Barry Plunkett, co-CEO of Cosmos Labs, said the protocol’s program has seen about a 900% rise in submission volume year-over-year, now receiving roughly 20–50 reports per day. That increase has produced many more valid reports but also many invalid ones, creating a heavy triage burden.
Kadan Stadelmann, CTO at Komodo Platform, confirmed a notable uptick in submissions and payouts across organizations. He noted an observable rise in low-quality reports and false positives that may indicate AI-assisted sourcing. “AI has caused a decrease in the cost to produce a report, resulting in an influx of submissions,” he said.
In January, Daniel Stenberg, creator of curl, announced he was ending his bug bounty program after becoming overwhelmed by an influx of “AI slop in vulnerability reports,” leaving him exhausted from filtering them.
Large platforms have also documented growth in valid submissions: HackerOne reported 85,000 valid bounty submissions in 2025, a 7% increase over the prior year.

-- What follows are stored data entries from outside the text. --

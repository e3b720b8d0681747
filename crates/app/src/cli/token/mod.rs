//! API token administration for storefront users.

use clap::{Args, Subcommand};

mod create;
mod list;
mod revoke;

#[derive(Debug, Args)]
pub(crate) struct TokenCommand {
    #[command(subcommand)]
    command: TokenSubcommand,
}

#[derive(Debug, Subcommand)]
enum TokenSubcommand {
    /// Issue a token for a user and print it once.
    Create(create::CreateTokenArgs),

    /// Show a user's tokens without their secrets.
    List(list::ListTokensArgs),

    /// Revoke a token by its UUID.
    Revoke(revoke::RevokeTokenArgs),
}

pub(crate) async fn run(command: TokenCommand) -> Result<(), String> {
    match command.command {
        TokenSubcommand::Create(args) => create::run(args).await,
        TokenSubcommand::List(args) => list::run(args).await,
        TokenSubcommand::Revoke(args) => revoke::run(args).await,
    }
}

AI may be both the driver of the problem and part of the solution. Cosmos Labs has adjusted its process by tightening scoring criteria, prioritizing trusted researchers with proven track records, and partnering with bounty providers that offer more advanced triage services.
Stadelmann argued that defensive AI tools will be essential for teams to manage the increased volume. Smaller teams are especially vulnerable because engineers lack the bandwidth to manually evaluate every report. He recommended building AI-based deterrents and stricter standards within bounty programs to reduce low-quality submissions and automate initial filtering.